_Work required_: After the line containing "tiles and resolves", write nothing more; before it, reproduce every line of the material below exactly, starting with the first.

━━━━━ Data to use

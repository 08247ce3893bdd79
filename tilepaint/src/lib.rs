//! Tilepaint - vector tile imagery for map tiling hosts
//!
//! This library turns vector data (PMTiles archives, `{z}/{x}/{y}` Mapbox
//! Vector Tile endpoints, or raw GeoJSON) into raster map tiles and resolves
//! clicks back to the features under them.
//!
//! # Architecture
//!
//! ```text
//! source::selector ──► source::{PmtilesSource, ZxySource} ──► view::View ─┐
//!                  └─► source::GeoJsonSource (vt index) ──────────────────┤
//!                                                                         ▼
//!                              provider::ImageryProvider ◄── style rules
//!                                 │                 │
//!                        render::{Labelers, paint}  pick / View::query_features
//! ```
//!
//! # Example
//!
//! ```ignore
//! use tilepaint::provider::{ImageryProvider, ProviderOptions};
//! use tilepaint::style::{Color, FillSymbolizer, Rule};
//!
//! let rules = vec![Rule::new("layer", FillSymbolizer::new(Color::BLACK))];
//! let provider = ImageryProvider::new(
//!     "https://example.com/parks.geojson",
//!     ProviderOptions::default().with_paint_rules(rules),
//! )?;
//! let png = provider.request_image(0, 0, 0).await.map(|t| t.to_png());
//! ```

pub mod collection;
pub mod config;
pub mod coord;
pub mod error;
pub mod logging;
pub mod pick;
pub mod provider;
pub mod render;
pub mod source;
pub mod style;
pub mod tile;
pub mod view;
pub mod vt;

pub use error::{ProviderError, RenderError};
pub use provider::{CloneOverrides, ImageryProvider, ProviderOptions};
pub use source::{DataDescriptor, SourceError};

━━━━━━━━━━

_Answer for this exercise_:
repository 08247ce3893bdd79
filename tilepaint/src/lib.rs
//! Tilepaint - vector tile imagery for map tiling hosts
//!
//! This library turns vector data (PMTiles archives, `{z}/{x}/{y}` Mapbox
//! Vector Tile endpoints, or raw GeoJSON) into raster map tiles and resolves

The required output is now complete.